For more than 40 years Sylvester has written about Swiss painter and sculptor Alberto Giacometti (1906^-66), providing an incisive, ongoing commentary that touched on a myriad of issues concerning the artist's remarkable work. Gathered here are an interview and articles and essays spanning Giacometti's career, all remarking on his life. The opportunity to sit for Giacometti gave Sylvester the chance to converse with the artist, which allowed the critic to observe and discuss firsthand the events, ideas, and impressions that ignited Giacometti's creativity. A previous intimate acquaintance resulted in Interviews with Francis Bacon, Sylvester's seminal book on the English painter. Now another intimate acquaintance offers a definitive look at the evolution of Giacometti's sculpture and painting. Comprehensive in scope yet remarkably cogent, this book is a complex, vital document of one of the most important artists of the modern era. --Alice Joyce

Kirkus Book Review

This study is so dominated by the personality of its author that it offers only a pretentious peak at the artist himself. Art critic Sylvester (René Magritte, not reviewed, etc.) draws on his personal association with the Swiss painter and sculptor Alberto Giacometti (190166) in this compilation of disparate but often overlapping essays on the artist and his work. Neither biography nor art critical study, this book is more of an ``appreciation of the artist,'' a genre that today seems tired and dated.

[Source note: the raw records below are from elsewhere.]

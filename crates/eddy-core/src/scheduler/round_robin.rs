//! Round-robin scheduling over a shared instance list.

use std::sync::atomic::{AtomicUsize, Ordering};
use std::sync::Arc;

use crossbeam_utils::CachePadded;

use super::{Scheduler, SchedulerStats, SchedulerStatsSnapshot, SchedulingPolicy};
use crate::instance::OperatorInstance;

/// Round-robin scheduler.
///
/// Every worker sees every instance; fairness comes from per-worker
/// cursors that advance on each probe, hit or miss. Cursors are
/// cache-padded so concurrent `next` calls do not false-share, and are
/// keyed by worker id fixed at construction.
pub struct RoundRobinScheduler {
    instances: Vec<Arc<OperatorInstance>>,
    cursors: Vec<CachePadded<AtomicUsize>>,
    stats: SchedulerStats,
}

impl RoundRobinScheduler {
    /// Creates a scheduler over `instances` for `num_workers` workers.
    #[must_use]
    pub fn new(instances: Vec<Arc<OperatorInstance>>, num_workers: u32) -> Self {
        let cursors = (0..num_workers)
            .map(|_| CachePadded::new(AtomicUsize::new(0)))
            .collect();
        Self {
            instances,
            cursors,
            stats: SchedulerStats::default(),
        }
    }
}

impl Scheduler for RoundRobinScheduler {
    fn next(&self, worker_id: u32) -> Option<Arc<OperatorInstance>> {
        self.stats.total_scheduled.fetch_add(1, Ordering::Relaxed);

        let len = self.instances.len();
        if len > 0 {
            let cursor = &self.cursors[worker_id as usize];
            for _ in 0..len {
                let pos = cursor.fetch_add(1, Ordering::Relaxed) % len;
                let instance = &self.instances[pos];
                if instance.has_work() {
                    return Some(Arc::clone(instance));
                }
            }
        }

        self.stats.idle_cycles.fetch_add(1, Ordering::Relaxed);
        None
    }

    fn stats(&self) -> SchedulerStatsSnapshot {
        self.stats.snapshot()
    }

    fn policy(&self) -> SchedulingPolicy {
        SchedulingPolicy::RoundRobin
    }
}
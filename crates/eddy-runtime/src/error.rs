//! Error types for runtime construction and lifecycle.

use crate::runtime::RuntimeState;

/// Errors from graph validation and runtime lifecycle operations.
///
/// Closed queues and full queues are *not* errors anywhere in the engine;
/// they are normal flow-control signals reported through return values.
/// This enum covers the genuinely fatal conditions: misusing the
/// lifecycle, or declaring a graph that cannot be materialized.
#[derive(Debug, thiserror::Error)]
pub enum RuntimeError {
    /// A lifecycle method was called in the wrong state.
    #[error("invalid runtime state: expected {expected}, was {actual}")]
    InvalidState {
        /// State the operation requires.
        expected: RuntimeState,
        /// State the runtime was in.
        actual: RuntimeState,
    },

    /// Two graph nodes share a name.
    #[error("operator '{0}' already exists in the graph")]
    DuplicateOperator(String),

    /// An edge references a name that was never added.
    #[error("edge references unknown operator '{0}'")]
    UnknownOperator(String),

    /// A source appears as the target of an edge.
    #[error("source '{0}' cannot have an input edge")]
    SourceHasInput(String),

    /// A sink appears as the origin of an edge.
    #[error("sink '{0}' cannot have an output edge")]
    SinkHasOutput(String),

    /// A non-source operator has more than one inbound edge; each
    /// operator owns exactly one input queue.
    #[error("operator '{0}' has more than one input edge")]
    MultipleInputs(String),

    /// The graph contains a cycle, so drain could never terminate.
    #[error("graph contains a cycle")]
    CyclicGraph,

    /// The graph has no nodes.
    #[error("graph has no operators")]
    EmptyGraph,
}

#[cfg(test)]
mod tests {
    use super::*;

    #[test]
    fn test_error_display() {
        let err = RuntimeError::InvalidState {
            expected: RuntimeState::Created,
            actual: RuntimeState::Running,
        };
        assert_eq!(
            err.to_string(),
            "invalid runtime state: expected Created, was Running"
        );
        assert_eq!(
            RuntimeError::DuplicateOperator("map".into()).to_string(),
            "operator 'map' already exists in the graph"
        );
        assert_eq!(RuntimeError::CyclicGraph.to_string(), "graph contains a cycle");
    }
}
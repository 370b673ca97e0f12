//! Executable realizations of graph nodes.
//!
//! [`OperatorInstance`] binds an operator to its shared input queue and
//! its emit context; it is what the scheduler hands to workers.
//! [`SourceInstance`] is the equivalent wrapper for sources, owned by a
//! dedicated thread rather than scheduled.
//!
//! # Single-worker invariant
//!
//! Two workers must never run `process` on the same instance at once, and
//! a ready instance must process its queue in FIFO order. Both follow
//! from the claim lock: [`OperatorInstance::execute_batch`] takes the
//! instance mutex with `try_lock` and returns 0 on contention, so a
//! losing worker simply asks the scheduler for other work. Pops happen
//! under the claim, which serializes them with processing.

use std::sync::Arc;
use std::time::Instant;

use parking_lot::Mutex;

use crate::operator::{
    AtomicOperatorState, EmitContext, Operator, OperatorState, OperatorStats, Source, StopToken,
};
use crate::queue::BoundedQueue;

/// Default number of events a worker drains from an instance per visit.
pub const DEFAULT_BATCH_SIZE: usize = 64;

struct InstanceCore {
    op: Box<dyn Operator>,
    ctx: EmitContext,
}

/// One executable realization of a non-source operator.
pub struct OperatorInstance {
    name: String,
    instance_id: u32,
    input: Option<Arc<BoundedQueue>>,
    stats: Arc<OperatorStats>,
    state: AtomicOperatorState,
    core: Mutex<InstanceCore>,
}

impl OperatorInstance {
    /// Creates an instance from an operator, its input queue, and a wired
    /// emit context. The context must share `stats`.
    #[must_use]
    pub fn new(
        op: Box<dyn Operator>,
        input: Option<Arc<BoundedQueue>>,
        ctx: EmitContext,
        stats: Arc<OperatorStats>,
    ) -> Self {
        Self {
            name: op.name().to_string(),
            instance_id: ctx.instance_id(),
            input,
            stats,
            state: AtomicOperatorState::new(),
            core: Mutex::new(InstanceCore { op, ctx }),
        }
    }

    /// Returns the operator name.
    #[inline]
    #[must_use]
    pub fn name(&self) -> &str {
        &self.name
    }

    /// Returns the instance id.
    #[inline]
    #[must_use]
    pub fn instance_id(&self) -> u32 {
        self.instance_id
    }

    /// Returns the input queue, if the operator has one.
    #[must_use]
    pub fn input(&self) -> Option<&Arc<BoundedQueue>> {
        self.input.as_ref()
    }

    /// Returns the shared stats block.
    #[must_use]
    pub fn stats(&self) -> &Arc<OperatorStats> {
        &self.stats
    }

    /// Returns the lifecycle state.
    #[must_use]
    pub fn state(&self) -> OperatorState {
        self.state.get()
    }

    /// Sets the lifecycle state.
    pub fn set_state(&self, state: OperatorState) {
        self.state.set(state);
    }

    /// Returns `true` if the input queue holds events.
    ///
    /// This is the scheduler's readiness predicate; instances without an
    /// input queue are never ready.
    #[must_use]
    pub fn has_work(&self) -> bool {
        self.input.as_ref().is_some_and(|q| !q.is_empty())
    }

    /// Runs the operator's `init` hook.
    pub fn init(&self) {
        let mut core = self.core.lock();
        let InstanceCore { op, ctx } = &mut *core;
        op.init(ctx);
        self.state.set(OperatorState::Initialized);
    }

    /// Runs the operator's `shutdown` hook.
    pub fn shutdown(&self) {
        self.state.set(OperatorState::ShuttingDown);
        let mut core = self.core.lock();
        let InstanceCore { op, ctx } = &mut *core;
        op.shutdown(ctx);
        drop(core);
        self.state.set(OperatorState::Stopped);
    }

    /// Runs the operator's `on_timer` hook, if the instance is unclaimed.
    pub fn fire_timer(&self) {
        if let Some(mut core) = self.core.try_lock() {
            let InstanceCore { op, ctx } = &mut *core;
            op.on_timer(ctx);
        }
    }

    /// Processes at most one event. Returns `true` if work was done.
    pub fn execute_once(&self) -> bool {
        self.execute_batch(1) == 1
    }

    /// Claims the instance and drains up to `max_batch` events from the
    /// input queue through `process`.
    ///
    /// Returns the number of events processed: 0 when there is no input
    /// queue, the queue is empty, or another worker holds the claim.
    pub fn execute_batch(&self, max_batch: usize) -> usize {
        let Some(input) = self.input.as_ref() else {
            return 0;
        };
        // The claim: losing the race is not an error, the other worker is
        // already draining this instance.
        let Some(mut core) = self.core.try_lock() else {
            return 0;
        };
        let InstanceCore { op, ctx } = &mut *core;

        let mut processed = 0;
        while processed < max_batch {
            let Some(event) = input.try_pop() else {
                break;
            };
            self.stats
                .events_received
                .fetch_add(1, std::sync::atomic::Ordering::Relaxed);
            let started = Instant::now();
            op.process(event, ctx);
            #[allow(clippy::cast_possible_truncation)]
            let elapsed_ns = started.elapsed().as_nanos() as u64;
            self.stats
                .processing_time_ns
                .fetch_add(elapsed_ns, std::sync::atomic::Ordering::Relaxed);
            processed += 1;
        }
        processed
    }
}

/// One executable realization of a source, driven by a dedicated thread.
pub struct SourceInstance {
    name: String,
    op: Box<dyn Source>,
    ctx: EmitContext,
    stop: StopToken,
    stats: Arc<OperatorStats>,
    state: AtomicOperatorState,
}

impl SourceInstance {
    /// Creates a source instance. The context must share `stats` and
    /// `stop`.
    #[must_use]
    pub fn new(
        op: Box<dyn Source>,
        ctx: EmitContext,
        stop: StopToken,
        stats: Arc<OperatorStats>,
    ) -> Self {
        Self {
            name: op.name().to_string(),
            op,
            ctx,
            stop,
            stats,
            state: AtomicOperatorState::new(),
        }
    }

    /// Returns the source name.
    #[inline]
    #[must_use]
    pub fn name(&self) -> &str {
        &self.name
    }

    /// Returns the shared stats block.
    #[must_use]
    pub fn stats(&self) -> &Arc<OperatorStats> {
        &self.stats
    }

    /// Returns the lifecycle state.
    #[must_use]
    pub fn state(&self) -> OperatorState {
        self.state.get()
    }

    /// Sets the lifecycle state.
    pub fn set_state(&self, state: OperatorState) {
        self.state.set(state);
    }

    /// Returns a clone of the stop token.
    #[must_use]
    pub fn stop_token(&self) -> StopToken {
        self.stop.clone()
    }

    /// Returns `true` once a stop has been requested.
    #[must_use]
    pub fn should_stop(&self) -> bool {
        self.stop.is_requested()
    }

    /// Runs the source's `init` hook.
    pub fn init(&mut self) {
        self.op.init(&mut self.ctx);
        self.state.set(OperatorState::Initialized);
    }

    /// Runs one generation step. Returns `false` at end-of-stream.
    pub fn generate(&mut self) -> bool {
        self.op.generate(&mut self.ctx)
    }

    /// Closes all output queues, signalling end-of-stream downstream.
    pub fn close_outputs(&self) {
        self.ctx.close_outputs();
    }

    /// Runs the source's `shutdown` hook.
    pub fn shutdown(&mut self) {
        self.state.set(OperatorState::ShuttingDown);
        self.op.shutdown(&mut self.ctx);
        self.state.set(OperatorState::Stopped);
    }
}

#[cfg(test)]
mod tests {
    use super::*;
    use crate::event::Event;
    use crate::operator::op_map_payload;
    use crate::Payload;
    use std::thread;

    fn doubling_instance(
        input: &Arc<BoundedQueue>,
        output: &Arc<BoundedQueue>,
    ) -> OperatorInstance {
        let stats = Arc::new(OperatorStats::default());
        let mut ctx = EmitContext::new("double", 1).with_stats(Arc::clone(&stats));
        ctx.add_output(Arc::clone(output));
        let op = op_map_payload("double", |e: &Event| {
            Payload::Int(e.as_int().map_or(0, |v| v * 2))
        });
        OperatorInstance::new(op, Some(Arc::clone(input)), ctx, stats)
    }

    #[test]
    fn test_execute_batch_drains_up_to_limit() {
        let input = Arc::new(BoundedQueue::new(64));
        let output = Arc::new(BoundedQueue::new(64));
        let instance = doubling_instance(&input, &output);

        for i in 0..10i64 {
            input.push(Event::new(i));
        }
        assert!(instance.has_work());
        assert_eq!(instance.execute_batch(4), 4);
        assert_eq!(input.len(), 6);
        assert_eq!(output.len(), 4);
        assert_eq!(instance.execute_batch(64), 6);
        assert!(!instance.has_work());
        assert_eq!(instance.stats().snapshot().events_received, 10);
    }

    #[test]
    fn test_execute_batch_preserves_fifo() {
        let input = Arc::new(BoundedQueue::new(64));
        let output = Arc::new(BoundedQueue::new(64));
        let instance = doubling_instance(&input, &output);
        for i in 0..5i64 {
            input.push(Event::new(i));
        }
        instance.execute_batch(64);
        for i in 0..5i64 {
            assert_eq!(output.try_pop().and_then(|e| e.as_int()), Some(i * 2));
        }
    }

    #[test]
    fn test_no_input_queue_means_no_work() {
        let stats = Arc::new(OperatorStats::default());
        let ctx = EmitContext::new("headless", 0).with_stats(Arc::clone(&stats));
        let op = op_map_payload("headless", |e: &Event| e.payload().clone());
        let instance = OperatorInstance::new(op, None, ctx, stats);
        assert!(!instance.has_work());
        assert_eq!(instance.execute_batch(64), 0);
    }

    #[test]
    fn test_claim_excludes_second_worker() {
        let input = Arc::new(BoundedQueue::new(1024));
        let output = Arc::new(BoundedQueue::new(1024));
        let instance = Arc::new(doubling_instance(&input, &output));
        for i in 0..512i64 {
            input.push(Event::new(i));
        }

        let mut handles = Vec::new();
        for _ in 0..4 {
            let inst = Arc::clone(&instance);
            handles.push(thread::spawn(move || {
                let mut total = 0;
                loop {
                    let n = inst.execute_batch(32);
                    total += n;
                    if !inst.has_work() {
                        break;
                    }
                }
                total
            }));
        }
        let total: usize = handles.into_iter().map(|h| h.join().unwrap()).sum();
        assert_eq!(total, 512);

        // FIFO held across the contended claims.
        for i in 0..512i64 {
            assert_eq!(output.try_pop().and_then(|e| e.as_int()), Some(i * 2));
        }
    }

    #[test]
    fn test_execute_once() {
        let input = Arc::new(BoundedQueue::new(8));
        let output = Arc::new(BoundedQueue::new(8));
        let instance = doubling_instance(&input, &output);
        assert!(!instance.execute_once());
        input.push(Event::new(21i64));
        assert!(instance.execute_once());
        assert_eq!(output.try_pop().and_then(|e| e.as_int()), Some(42));
    }

    #[test]
    fn test_fire_timer_reaches_operator() {
        struct TickOperator {
            ticks: Arc<std::sync::atomic::AtomicU64>,
        }
        impl crate::operator::Operator for TickOperator {
            fn name(&self) -> &str {
                "ticker"
            }
            fn process(&mut self, _event: Event, _ctx: &mut EmitContext) {}
            fn on_timer(&mut self, _ctx: &mut EmitContext) {
                self.ticks.fetch_add(1, std::sync::atomic::Ordering::Relaxed);
            }
        }

        let ticks = Arc::new(std::sync::atomic::AtomicU64::new(0));
        let stats = Arc::new(OperatorStats::default());
        let ctx = EmitContext::new("ticker", 0).with_stats(Arc::clone(&stats));
        let instance = OperatorInstance::new(
            Box::new(TickOperator {
                ticks: Arc::clone(&ticks),
            }),
            None,
            ctx,
            stats,
        );
        instance.fire_timer();
        instance.fire_timer();
        assert_eq!(ticks.load(std::sync::atomic::Ordering::Relaxed), 2);
    }

    #[test]
    fn test_lifecycle_state_transitions() {
        let input = Arc::new(BoundedQueue::new(8));
        let output = Arc::new(BoundedQueue::new(8));
        let instance = doubling_instance(&input, &output);
        assert_eq!(instance.state(), OperatorState::Created);
        instance.init();
        assert_eq!(instance.state(), OperatorState::Initialized);
        instance.set_state(OperatorState::Running);
        instance.shutdown();
        assert_eq!(instance.state(), OperatorState::Stopped);
    }
}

The old-fashioned feel extends not only to Sylvester's hushed and reverent writing but to his approach to his subject matter. Exploring issues of form and process (to the exclusion of just about everything else) in Giacometti's art, Sylvester takes on the role of the privileged intercessor. His relationship with the artist takes on an air of exclusivity as he translates for us Giacometti's intentions and musings. Self-consciously poetic and unchronological (covering a 40-year time period), these essays never really anchor Giacometti's career historically and only vaguely touch upon his personal history and brief association with the surrealist movement. Sylvester goes into great detail in his discussions of Giacometti's work, but cannot resist frequent interjections of his own presence: ``I feel within my muscles the stance of the figure, feel I am adopting the same stance, feel this so strongly that sometimes I find myself doing so in reality- -holding myself more taut and upright, squaring my shoulders, placing my hands straight down my sides.'' Giacometti as a personality begins to come alive in a chapter that recounts Sylvester's experience of sitting for a portrait. Unfortunately, this recollection pales in comparison to James Lord's far more engaging account of posing for Giacometti. Alas, the strongest suit in this otherwise outmoded study is its conclusion: an interview with Giacometti that finally allows the artist to speak for himself.

Author notes provided by Syndetics

David Sylvester is an internationally renowned art critic who in 1993 became the first art critic to receive a Golden Lion at the Venice Biennale.